Entries shown:

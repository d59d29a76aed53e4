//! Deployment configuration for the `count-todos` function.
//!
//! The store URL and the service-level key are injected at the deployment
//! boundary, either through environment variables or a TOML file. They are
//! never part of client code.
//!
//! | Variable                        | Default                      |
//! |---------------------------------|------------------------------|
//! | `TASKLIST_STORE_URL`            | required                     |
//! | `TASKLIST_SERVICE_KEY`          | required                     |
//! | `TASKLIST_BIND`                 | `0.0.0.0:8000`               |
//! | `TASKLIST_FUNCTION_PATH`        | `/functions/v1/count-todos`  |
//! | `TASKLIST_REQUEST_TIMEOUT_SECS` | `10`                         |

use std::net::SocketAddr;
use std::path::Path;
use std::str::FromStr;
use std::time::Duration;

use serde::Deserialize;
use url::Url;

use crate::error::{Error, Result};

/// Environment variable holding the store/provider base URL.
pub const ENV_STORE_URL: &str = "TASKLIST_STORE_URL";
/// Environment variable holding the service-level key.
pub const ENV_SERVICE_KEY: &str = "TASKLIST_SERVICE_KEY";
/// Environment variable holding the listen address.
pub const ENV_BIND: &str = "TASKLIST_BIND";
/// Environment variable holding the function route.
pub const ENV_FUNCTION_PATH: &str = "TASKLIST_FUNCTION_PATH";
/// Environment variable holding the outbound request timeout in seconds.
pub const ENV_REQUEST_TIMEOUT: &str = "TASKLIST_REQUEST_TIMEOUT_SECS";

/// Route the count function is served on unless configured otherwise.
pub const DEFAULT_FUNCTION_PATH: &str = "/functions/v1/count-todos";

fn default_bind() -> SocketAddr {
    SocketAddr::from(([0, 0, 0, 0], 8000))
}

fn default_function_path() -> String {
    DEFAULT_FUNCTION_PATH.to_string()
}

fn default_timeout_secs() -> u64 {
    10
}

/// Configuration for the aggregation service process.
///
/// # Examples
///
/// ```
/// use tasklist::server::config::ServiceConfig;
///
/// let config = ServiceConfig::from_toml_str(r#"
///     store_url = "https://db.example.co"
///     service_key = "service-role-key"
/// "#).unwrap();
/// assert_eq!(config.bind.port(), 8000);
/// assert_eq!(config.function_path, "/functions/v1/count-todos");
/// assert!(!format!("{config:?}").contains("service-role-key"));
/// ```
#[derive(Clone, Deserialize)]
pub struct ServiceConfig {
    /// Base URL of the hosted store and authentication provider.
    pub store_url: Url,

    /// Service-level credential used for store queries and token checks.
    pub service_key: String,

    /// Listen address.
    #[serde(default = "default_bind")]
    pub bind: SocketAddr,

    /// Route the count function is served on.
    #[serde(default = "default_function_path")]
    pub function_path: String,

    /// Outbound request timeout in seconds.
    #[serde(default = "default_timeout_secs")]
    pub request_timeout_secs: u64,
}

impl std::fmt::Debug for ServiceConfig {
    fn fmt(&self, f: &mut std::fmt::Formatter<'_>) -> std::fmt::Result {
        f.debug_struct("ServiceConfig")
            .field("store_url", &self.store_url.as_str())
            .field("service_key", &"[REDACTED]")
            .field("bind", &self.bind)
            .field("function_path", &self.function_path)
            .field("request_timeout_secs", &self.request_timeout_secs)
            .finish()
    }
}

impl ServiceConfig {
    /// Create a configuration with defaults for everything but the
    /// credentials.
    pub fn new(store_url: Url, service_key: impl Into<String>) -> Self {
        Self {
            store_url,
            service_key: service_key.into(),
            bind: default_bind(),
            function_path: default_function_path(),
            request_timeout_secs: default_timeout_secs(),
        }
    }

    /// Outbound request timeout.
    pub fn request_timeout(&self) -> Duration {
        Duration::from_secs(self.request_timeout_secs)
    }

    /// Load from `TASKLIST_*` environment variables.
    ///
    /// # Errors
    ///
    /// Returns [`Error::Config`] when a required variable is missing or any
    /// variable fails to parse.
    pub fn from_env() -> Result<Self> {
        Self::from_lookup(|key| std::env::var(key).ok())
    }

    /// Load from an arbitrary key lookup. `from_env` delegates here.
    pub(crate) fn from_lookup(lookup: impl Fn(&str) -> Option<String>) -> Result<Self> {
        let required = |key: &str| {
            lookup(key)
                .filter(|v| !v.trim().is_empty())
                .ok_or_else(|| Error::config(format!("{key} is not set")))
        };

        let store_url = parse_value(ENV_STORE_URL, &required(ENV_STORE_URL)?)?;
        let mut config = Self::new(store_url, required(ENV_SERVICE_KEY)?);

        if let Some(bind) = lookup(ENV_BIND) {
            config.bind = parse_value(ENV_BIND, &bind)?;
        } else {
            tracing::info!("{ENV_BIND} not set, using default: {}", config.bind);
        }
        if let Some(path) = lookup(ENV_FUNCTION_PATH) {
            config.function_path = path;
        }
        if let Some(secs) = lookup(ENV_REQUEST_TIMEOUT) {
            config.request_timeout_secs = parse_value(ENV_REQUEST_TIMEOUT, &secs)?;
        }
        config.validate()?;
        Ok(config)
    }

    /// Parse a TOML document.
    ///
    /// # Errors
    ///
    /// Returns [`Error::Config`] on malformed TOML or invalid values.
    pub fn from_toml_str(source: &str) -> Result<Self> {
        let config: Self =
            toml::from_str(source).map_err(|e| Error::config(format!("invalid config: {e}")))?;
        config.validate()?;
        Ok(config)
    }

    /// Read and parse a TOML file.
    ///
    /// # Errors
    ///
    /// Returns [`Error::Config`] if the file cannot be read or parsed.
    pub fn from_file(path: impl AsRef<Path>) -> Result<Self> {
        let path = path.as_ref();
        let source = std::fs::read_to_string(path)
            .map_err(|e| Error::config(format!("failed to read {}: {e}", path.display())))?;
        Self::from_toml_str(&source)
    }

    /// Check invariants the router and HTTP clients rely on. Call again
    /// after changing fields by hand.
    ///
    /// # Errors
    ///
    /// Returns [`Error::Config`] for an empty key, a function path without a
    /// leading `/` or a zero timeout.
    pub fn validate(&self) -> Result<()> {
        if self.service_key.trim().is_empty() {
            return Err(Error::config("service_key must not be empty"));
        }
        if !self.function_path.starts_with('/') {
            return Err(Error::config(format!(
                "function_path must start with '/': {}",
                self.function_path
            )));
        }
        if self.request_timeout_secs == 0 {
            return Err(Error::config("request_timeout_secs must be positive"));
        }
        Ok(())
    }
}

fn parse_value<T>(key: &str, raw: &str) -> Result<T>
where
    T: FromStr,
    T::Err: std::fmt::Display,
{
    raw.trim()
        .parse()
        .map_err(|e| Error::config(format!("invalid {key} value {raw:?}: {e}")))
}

==

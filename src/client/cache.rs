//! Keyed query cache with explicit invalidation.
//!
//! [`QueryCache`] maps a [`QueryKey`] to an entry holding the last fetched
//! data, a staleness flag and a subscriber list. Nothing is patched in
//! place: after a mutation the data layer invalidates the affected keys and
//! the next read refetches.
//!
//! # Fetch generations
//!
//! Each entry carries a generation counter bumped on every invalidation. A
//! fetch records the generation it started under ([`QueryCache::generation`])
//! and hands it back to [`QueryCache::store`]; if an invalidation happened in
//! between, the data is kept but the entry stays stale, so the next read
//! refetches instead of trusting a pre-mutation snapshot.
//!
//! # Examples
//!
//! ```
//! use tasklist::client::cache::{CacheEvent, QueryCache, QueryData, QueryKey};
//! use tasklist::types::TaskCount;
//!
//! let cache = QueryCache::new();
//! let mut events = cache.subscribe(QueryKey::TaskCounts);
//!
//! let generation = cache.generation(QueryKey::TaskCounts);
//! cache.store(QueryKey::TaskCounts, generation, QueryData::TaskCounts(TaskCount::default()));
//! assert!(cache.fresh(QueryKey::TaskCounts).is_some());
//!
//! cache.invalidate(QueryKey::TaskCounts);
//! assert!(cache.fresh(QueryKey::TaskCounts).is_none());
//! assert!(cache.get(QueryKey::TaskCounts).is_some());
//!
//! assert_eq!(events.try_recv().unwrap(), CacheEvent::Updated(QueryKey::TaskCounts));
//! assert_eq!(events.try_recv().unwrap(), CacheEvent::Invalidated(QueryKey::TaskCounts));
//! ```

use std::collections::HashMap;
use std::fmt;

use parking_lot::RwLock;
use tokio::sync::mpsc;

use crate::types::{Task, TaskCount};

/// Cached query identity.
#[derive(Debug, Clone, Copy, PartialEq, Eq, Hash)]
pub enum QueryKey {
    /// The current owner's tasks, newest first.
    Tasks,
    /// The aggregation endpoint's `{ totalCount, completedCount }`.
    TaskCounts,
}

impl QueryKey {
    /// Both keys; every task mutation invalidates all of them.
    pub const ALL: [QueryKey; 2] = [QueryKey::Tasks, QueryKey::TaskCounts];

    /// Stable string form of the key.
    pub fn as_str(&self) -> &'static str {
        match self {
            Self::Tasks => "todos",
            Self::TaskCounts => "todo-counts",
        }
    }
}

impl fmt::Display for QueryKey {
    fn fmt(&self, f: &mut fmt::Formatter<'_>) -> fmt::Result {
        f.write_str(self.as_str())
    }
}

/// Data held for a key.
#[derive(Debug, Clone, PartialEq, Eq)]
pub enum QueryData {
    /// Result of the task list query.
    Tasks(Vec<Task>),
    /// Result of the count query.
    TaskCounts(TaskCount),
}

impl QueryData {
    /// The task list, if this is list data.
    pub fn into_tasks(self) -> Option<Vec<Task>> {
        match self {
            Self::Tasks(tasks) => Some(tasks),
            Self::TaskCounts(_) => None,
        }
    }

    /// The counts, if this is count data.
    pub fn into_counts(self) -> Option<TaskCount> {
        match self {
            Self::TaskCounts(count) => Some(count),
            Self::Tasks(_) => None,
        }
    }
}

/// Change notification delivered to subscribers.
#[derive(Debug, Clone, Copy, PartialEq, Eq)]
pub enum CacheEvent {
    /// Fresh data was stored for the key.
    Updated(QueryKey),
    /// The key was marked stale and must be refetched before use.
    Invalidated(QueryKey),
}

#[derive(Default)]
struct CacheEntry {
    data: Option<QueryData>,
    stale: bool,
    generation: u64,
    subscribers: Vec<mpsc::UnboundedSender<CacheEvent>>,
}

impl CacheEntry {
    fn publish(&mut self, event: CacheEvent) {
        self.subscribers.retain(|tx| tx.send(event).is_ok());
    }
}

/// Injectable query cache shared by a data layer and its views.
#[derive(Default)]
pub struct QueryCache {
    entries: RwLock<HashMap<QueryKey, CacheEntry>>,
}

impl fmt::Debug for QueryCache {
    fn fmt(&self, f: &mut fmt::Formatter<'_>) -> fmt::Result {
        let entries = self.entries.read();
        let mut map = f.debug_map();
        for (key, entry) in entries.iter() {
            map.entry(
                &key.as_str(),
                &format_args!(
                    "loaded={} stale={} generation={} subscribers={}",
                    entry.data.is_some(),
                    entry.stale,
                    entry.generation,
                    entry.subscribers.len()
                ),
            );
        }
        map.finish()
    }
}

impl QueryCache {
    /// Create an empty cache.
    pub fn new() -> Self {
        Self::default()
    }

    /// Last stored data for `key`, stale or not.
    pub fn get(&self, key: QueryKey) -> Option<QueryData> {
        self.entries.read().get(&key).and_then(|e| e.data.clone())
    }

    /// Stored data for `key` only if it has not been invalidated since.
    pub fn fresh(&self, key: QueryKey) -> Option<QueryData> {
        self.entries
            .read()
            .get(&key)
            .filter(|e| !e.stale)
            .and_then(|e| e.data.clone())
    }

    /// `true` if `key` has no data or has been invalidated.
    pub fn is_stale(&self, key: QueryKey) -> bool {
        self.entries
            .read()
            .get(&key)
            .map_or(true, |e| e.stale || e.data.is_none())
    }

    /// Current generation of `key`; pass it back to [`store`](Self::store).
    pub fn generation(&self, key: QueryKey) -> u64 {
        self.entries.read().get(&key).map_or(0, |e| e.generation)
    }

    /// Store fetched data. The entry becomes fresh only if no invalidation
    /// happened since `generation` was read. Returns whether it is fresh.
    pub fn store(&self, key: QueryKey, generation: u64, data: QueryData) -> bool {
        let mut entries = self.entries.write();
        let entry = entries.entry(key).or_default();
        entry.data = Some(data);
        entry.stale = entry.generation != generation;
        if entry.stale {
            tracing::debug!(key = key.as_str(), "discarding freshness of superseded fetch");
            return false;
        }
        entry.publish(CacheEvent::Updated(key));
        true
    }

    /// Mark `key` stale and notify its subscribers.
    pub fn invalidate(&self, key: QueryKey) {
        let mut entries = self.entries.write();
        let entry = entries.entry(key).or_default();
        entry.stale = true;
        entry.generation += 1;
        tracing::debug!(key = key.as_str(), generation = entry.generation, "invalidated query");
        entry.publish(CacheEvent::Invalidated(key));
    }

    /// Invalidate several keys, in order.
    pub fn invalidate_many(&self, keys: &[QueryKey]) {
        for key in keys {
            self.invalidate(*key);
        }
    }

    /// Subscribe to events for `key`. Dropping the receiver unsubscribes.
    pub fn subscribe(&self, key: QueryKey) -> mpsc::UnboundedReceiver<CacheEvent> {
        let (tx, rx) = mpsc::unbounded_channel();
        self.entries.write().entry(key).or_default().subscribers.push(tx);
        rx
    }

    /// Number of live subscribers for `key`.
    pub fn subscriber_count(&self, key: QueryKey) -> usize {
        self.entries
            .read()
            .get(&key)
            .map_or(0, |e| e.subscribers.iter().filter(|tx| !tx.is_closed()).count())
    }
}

==

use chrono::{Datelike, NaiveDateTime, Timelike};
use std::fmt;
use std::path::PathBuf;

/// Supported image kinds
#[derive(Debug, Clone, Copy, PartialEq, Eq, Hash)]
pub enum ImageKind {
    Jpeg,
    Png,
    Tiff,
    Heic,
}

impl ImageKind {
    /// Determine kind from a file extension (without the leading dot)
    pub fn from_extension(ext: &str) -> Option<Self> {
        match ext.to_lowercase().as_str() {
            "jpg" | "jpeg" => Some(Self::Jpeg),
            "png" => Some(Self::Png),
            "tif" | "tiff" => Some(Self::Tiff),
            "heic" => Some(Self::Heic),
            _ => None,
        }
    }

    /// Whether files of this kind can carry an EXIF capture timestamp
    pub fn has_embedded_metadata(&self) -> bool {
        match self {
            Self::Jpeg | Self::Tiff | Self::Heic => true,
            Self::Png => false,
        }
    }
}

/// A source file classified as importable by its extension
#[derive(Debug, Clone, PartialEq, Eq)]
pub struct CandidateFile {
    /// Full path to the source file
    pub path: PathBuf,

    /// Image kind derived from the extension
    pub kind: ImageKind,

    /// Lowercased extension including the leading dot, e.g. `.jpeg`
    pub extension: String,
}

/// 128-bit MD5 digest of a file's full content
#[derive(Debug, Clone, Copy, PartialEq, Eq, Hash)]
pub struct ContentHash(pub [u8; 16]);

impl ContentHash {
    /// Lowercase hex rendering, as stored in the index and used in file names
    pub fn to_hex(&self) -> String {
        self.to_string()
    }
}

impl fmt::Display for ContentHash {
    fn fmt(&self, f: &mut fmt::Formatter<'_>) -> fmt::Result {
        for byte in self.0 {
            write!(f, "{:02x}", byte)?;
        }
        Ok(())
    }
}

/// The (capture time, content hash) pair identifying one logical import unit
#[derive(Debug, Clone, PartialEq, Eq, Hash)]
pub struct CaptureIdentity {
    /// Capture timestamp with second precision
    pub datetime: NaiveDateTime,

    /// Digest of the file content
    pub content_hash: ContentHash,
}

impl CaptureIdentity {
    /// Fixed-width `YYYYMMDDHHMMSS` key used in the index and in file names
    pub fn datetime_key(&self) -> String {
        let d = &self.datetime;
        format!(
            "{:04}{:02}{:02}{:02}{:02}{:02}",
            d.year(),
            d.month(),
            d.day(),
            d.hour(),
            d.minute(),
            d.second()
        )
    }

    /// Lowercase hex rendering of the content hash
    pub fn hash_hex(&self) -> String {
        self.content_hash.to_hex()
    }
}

Assignment: What is the number of lines in the data that contain "Updated"? Write that number and nothing else.

Output of the exercise: 3